Arbuthnott, Bervie and Kinneff Church (known as ABK Church) is a Christian community in the south of Aberdeenshire. It includes the town of Inverbervie, the villages of Catterline, Gourdon and Kinneff in addition to the area of Arbuthnott.

== Formation ==
Originally the three churches were entirely separate parishes, however Arbuthnott and Bervie have shared a minister before having a joint Kirk Session in the last decade. Kinneff was linked with Stonehaven South Parish Church before joining Arbuthnott and Bervie in order for Stonehaven South Parish Church to be linked with Stonehaven Dunnottar Parish Church..

== Arbuthnott Church ==

Located in the estate of Arbuthnott, the church is one of the oldest churches still in use for regular public worship in Scotland dating back to the pre-reformation days. Consecrated in 1242 the church was dedicated to the memory of St Ternan. The oldest part of the building is the chancel, with the rest of the building added around 1500. After the reformation the first minister was a member of the Arbuthnott family, who later went on to become a moderator of the Church of Scotland.

== Bervie Church ==
Inverbervie is the largest church within the parish with around 70 people attending worship every Sunday.
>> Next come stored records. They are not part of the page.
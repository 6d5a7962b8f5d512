//! Command-line interface

mod app;
mod commands;

pub use app::run;
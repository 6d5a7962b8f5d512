//! CLI definitions and entry point

use std::path::PathBuf;

use clap::{Parser, Subcommand};

use trackr::output::OutputMode;

use super::commands;

/// trackr - coursework task extraction and priority ranking
#[derive(Parser, Debug)]
#[command(
    name = "trackr",
    version,
    about = "Extract coursework tasks from a page and rank them by priority",
    long_about = "Scrapes assignment titles out of raw page markup, ranks them with a\n\
                  generative model (falling back to a deterministic heuristic when the\n\
                  model is unavailable), and persists jobs and ranked tasks locally."
)]
pub struct Cli {
    /// Enable verbose output
    #[arg(short, long, global = true)]
    pub verbose: bool,

    /// Output in JSON format (machine-readable)
    #[arg(long, global = true)]
    pub json: bool,

    #[command(subcommand)]
    pub command: Command,
}

/// Top-level subcommands
#[derive(Subcommand, Debug)]
pub enum Command {
    /// Run the full pipeline: scrape, rank, persist
    Run {
        /// Source URL to fetch
        #[arg(short, long, default_value = "")]
        source: String,

        /// Read markup from a local file instead of fetching
        #[arg(long)]
        html_file: Option<PathBuf>,

        /// Scrape mode: http or browser
        #[arg(short, long, default_value = "http")]
        mode: String,

        /// Custom ranking instruction for the model
        #[arg(short, long, default_value = "")]
        prompt: String,
    },

    /// Scrape only: extract assignments without ranking or persisting
    Scrape {
        /// Source URL to fetch
        #[arg(short, long, default_value = "")]
        source: String,

        /// Read markup from a local file instead of fetching
        #[arg(long)]
        html_file: Option<PathBuf>,

        /// Scrape mode: http or browser
        #[arg(short, long, default_value = "http")]
        mode: String,
    },

    /// Rank tasks from a JSON file without persisting
    Rate {
        /// Path to a JSON array of tasks
        tasks_file: PathBuf,

        /// Custom ranking instruction for the model
        #[arg(short, long, default_value = "")]
        prompt: String,

        /// Sampling temperature in [0, 1]
        #[arg(short, long, default_value_t = trackr::workflow::DEFAULT_TEMPERATURE)]
        temperature: f64,
    },

    /// List stored jobs
    Jobs {
        /// Maximum number of jobs to show
        #[arg(short, long, default_value_t = 200)]
        limit: usize,
    },

    /// List stored tasks
    Tasks {
        /// Maximum number of tasks to show
        #[arg(short, long, default_value_t = 200)]
        limit: usize,
    },

    /// Run the HTTP API server
    Serve {
        /// Listen port (overrides config)
        #[arg(short, long)]
        port: Option<u16>,
    },

    /// Show version
    Version,
}

/// Run the CLI
pub fn run() -> anyhow::Result<()> {
    let cli = Cli::parse();

    if cli.verbose {
        env_logger::Builder::from_env(env_logger::Env::default().default_filter_or("debug")).init();
    } else {
        env_logger::Builder::from_env(env_logger::Env::default().default_filter_or("info")).init();
    }

    let output_mode = if cli.json {
        OutputMode::Json
    } else {
        OutputMode::Human
    };

    match cli.command {
        Command::Run {
            source,
            html_file,
            mode,
            prompt,
        } => commands::run(&source, html_file.as_deref(), &mode, &prompt, output_mode),
        Command::Scrape {
            source,
            html_file,
            mode,
        } => commands::scrape(&source, html_file.as_deref(), &mode, output_mode),
        Command::Rate {
            tasks_file,
            prompt,
            temperature,
        } => commands::rate(&tasks_file, &prompt, temperature, output_mode),
        Command::Jobs { limit } => commands::jobs(limit, output_mode),
        Command::Tasks { limit } => commands::tasks(limit, output_mode),
        Command::Serve { port } => commands::serve(port),
        Command::Version => {
            if output_mode == OutputMode::Json {
                println!(
                    "{}",
                    serde_json::json!({
                        "version": trackr::VERSION
                    })
                );
            } else {
                println!("trackr v{}", trackr::VERSION);
            }
            Ok(())
        },
    }
}
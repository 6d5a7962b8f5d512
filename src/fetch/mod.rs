//! Content fetching
//!
//! Resolves the markup a pipeline run works on: inline content wins, then a
//! fetch by source URL, then a fixed mock page. Fetching never fails - any
//! problem degrades to the mock page so the run always proceeds.

use std::time::Duration;

use serde::{Deserialize, Serialize};

/// Source label reported when the mock page was used
pub const MOCK_SOURCE: &str = "mock";

/// Source label reported when inline markup was supplied
pub const INLINE_SOURCE: &str = "inline";

const NO_SOURCE_PAGE: &str = "<html><body><h1>No source provided</h1></body></html>";
const FALLBACK_PAGE: &str = "<html><body><h1>Fallback scrape mode</h1></body></html>";

const USER_AGENT: &str = "Mozilla/5.0 (Macintosh; Intel Mac OS X 10_15_7) \
                          AppleWebKit/537.36 (KHTML, like Gecko)";

/// How a page is retrieved
///
/// Browser mode is a placeholder that delegates to the HTTP fetcher; it
/// exists so callers can already select it.
#[derive(Debug, Clone, Copy, PartialEq, Eq, Default, Serialize, Deserialize)]
#[serde(rename_all = "lowercase")]
pub enum ScrapeMode {
    /// Plain HTTP GET
    #[default]
    Http,
    /// Browser-driven retrieval (currently delegates to HTTP)
    Browser,
}

impl std::fmt::Display for ScrapeMode {
    fn fmt(&self, f: &mut std::fmt::Formatter<'_>) -> std::fmt::Result {
        match self {
            Self::Http => write!(f, "http"),
            Self::Browser => write!(f, "browser"),
        }
    }
}

impl std::str::FromStr for ScrapeMode {
    type Err = String;

    fn from_str(s: &str) -> Result<Self, Self::Err> {
        match s.to_lowercase().as_str() {
            "http" => Ok(Self::Http),
            "browser" => Ok(Self::Browser),
            _ => Err(format!("Invalid scrape mode: {s}. Use: http, browser")),
        }
    }
}

/// Fetches page markup for the pipeline
#[derive(Debug, Clone)]
pub struct ContentFetcher {
    timeout: Duration,
}

impl Default for ContentFetcher {
    fn default() -> Self {
        Self::new(Duration::from_secs(10))
    }
}

impl ContentFetcher {
    /// Create a fetcher with the given per-request timeout
    #[must_use]
    pub const fn new(timeout: Duration) -> Self {
        Self { timeout }
    }

    /// Resolve `(source_label, markup)` for a run
    ///
    /// Inline markup short-circuits everything. A blank source yields the
    /// mock no-source page; a failed fetch yields the mock fallback page.
    /// This never errors.
    #[must_use]
    pub fn fetch(&self, source_url: &str, raw_markup: &str, mode: ScrapeMode) -> (String, String) {
        if !raw_markup.trim().is_empty() {
            return (INLINE_SOURCE.to_string(), raw_markup.to_string());
        }

        if mode == ScrapeMode::Browser {
            log::info!("browser mode requested; delegating to HTTP fetcher");
        }

        let url = normalize_url(source_url);
        if url.is_empty() {
            return (MOCK_SOURCE.to_string(), NO_SOURCE_PAGE.to_string());
        }

        match self.get(&url) {
            Ok(markup) => (url, markup),
            Err(err) => {
                log::warn!("fetch failed for {url}: {err:#}");
                (MOCK_SOURCE.to_string(), FALLBACK_PAGE.to_string())
            },
        }
    }

    fn get(&self, url: &str) -> anyhow::Result<String> {
        let http = reqwest::blocking::Client::builder()
            .timeout(self.timeout)
            .user_agent(USER_AGENT)
            .build()?;
        let response = http.get(url).send()?.error_for_status()?;
        Ok(response.text()?)
    }
}

/// Trim the source and default the scheme to https
fn normalize_url(url: &str) -> String {
    let cleaned = url.trim();
    if cleaned.is_empty() {
        return String::new();
    }
    if cleaned.contains("://") {
        cleaned.to_string()
    } else {
        format!("https://{cleaned}")
    }
}
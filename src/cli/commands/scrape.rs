//! `trackr scrape` - extraction only

use std::path::Path;

use trackr::api::{self, ScrapeRequest};
use trackr::config::Config;
use trackr::output::{render_scrape, OutputMode};
use trackr::workflow::Pipeline;

use super::read_markup;

/// Extract assignments without ranking or persisting
pub fn scrape(
    source: &str,
    html_file: Option<&Path>,
    mode: &str,
    output: OutputMode,
) -> anyhow::Result<()> {
    let raw_html = read_markup(html_file)?;
    let pipeline = Pipeline::from_config(&Config::load());

    let request = ScrapeRequest {
        source_url: source.to_string(),
        mode: mode.to_string(),
        raw_html,
    };

    let result = api::scrape(&pipeline, &request)?;
    render_scrape(&result, output);
    Ok(())
}
//! Shared file-store plumbing
//!
//! Records live as individual TOML documents in a per-kind directory.
//! Writes go to a temp file in the same directory and are renamed into
//! place, which makes each upsert atomic per document.

use std::fs;
use std::path::{Path, PathBuf};

use chrono::{SecondsFormat, Utc};

use super::StoreError;

/// Current time as ISO-8601 UTC with a trailing `Z`
pub(crate) fn utc_now_iso() -> String {
    Utc::now().to_rfc3339_opts(SecondsFormat::Secs, true)
}

/// Convert a record id to a safe filename stem
pub(crate) fn safe_filename(id: &str) -> String {
    id.chars()
        .map(|c| if c.is_alphanumeric() { c } else { '-' })
        .collect::<String>()
        .to_lowercase()
}

fn doc_path(dir: &Path, id: &str) -> PathBuf {
    dir.join(format!("{}.toml", safe_filename(id)))
}

/// Read the document for `id`, if one exists
pub(crate) fn read_doc(dir: &Path, id: &str) -> Result<Option<String>, StoreError> {
    let path = doc_path(dir, id);
    if !path.exists() {
        return Ok(None);
    }
    Ok(Some(fs::read_to_string(&path)?))
}

/// Atomically write the document for `id`
pub(crate) fn write_doc(dir: &Path, id: &str, content: &str) -> Result<(), StoreError> {
    fs::create_dir_all(dir)?;

    let path = doc_path(dir, id);
    let tmp = dir.join(format!(".{}.tmp-{}", safe_filename(id), std::process::id()));
    fs::write(&tmp, content)?;
    fs::rename(&tmp, &path)?;
    Ok(())
}

/// Read every document in the directory
pub(crate) fn read_all_docs(dir: &Path) -> Result<Vec<String>, StoreError> {
    if !dir.exists() {
        return Ok(Vec::new());
    }

    let mut docs = Vec::new();
    for entry in fs::read_dir(dir)? {
        let path = entry?.path();
        if path.extension().and_then(|e| e.to_str()) == Some("toml") {
            docs.push(fs::read_to_string(&path)?);
        }
    }
    Ok(docs)
}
The current church building, located in the centre of town, opened in 1837. The pipe organ was installed in 1904 and new stained glass doors designed by the pupils of Bervie School were added to mark the millennium.

== Kinneff Church ==
Kinneff, despite its relatively small size, is home to two church buildings. The Kinneff Old Church, now owned and managed by Kinneff Old Church Trust, as well as the newer Kinneff Church, built originally as a Free Church. The former was closed in the middle of the 20th Century. After a congregational meeting in April 2010 it was decided to close the newer Kinneff Church also. Kinneff Church closed on Sunday 13 June 2010, and has now been converted into residential housing.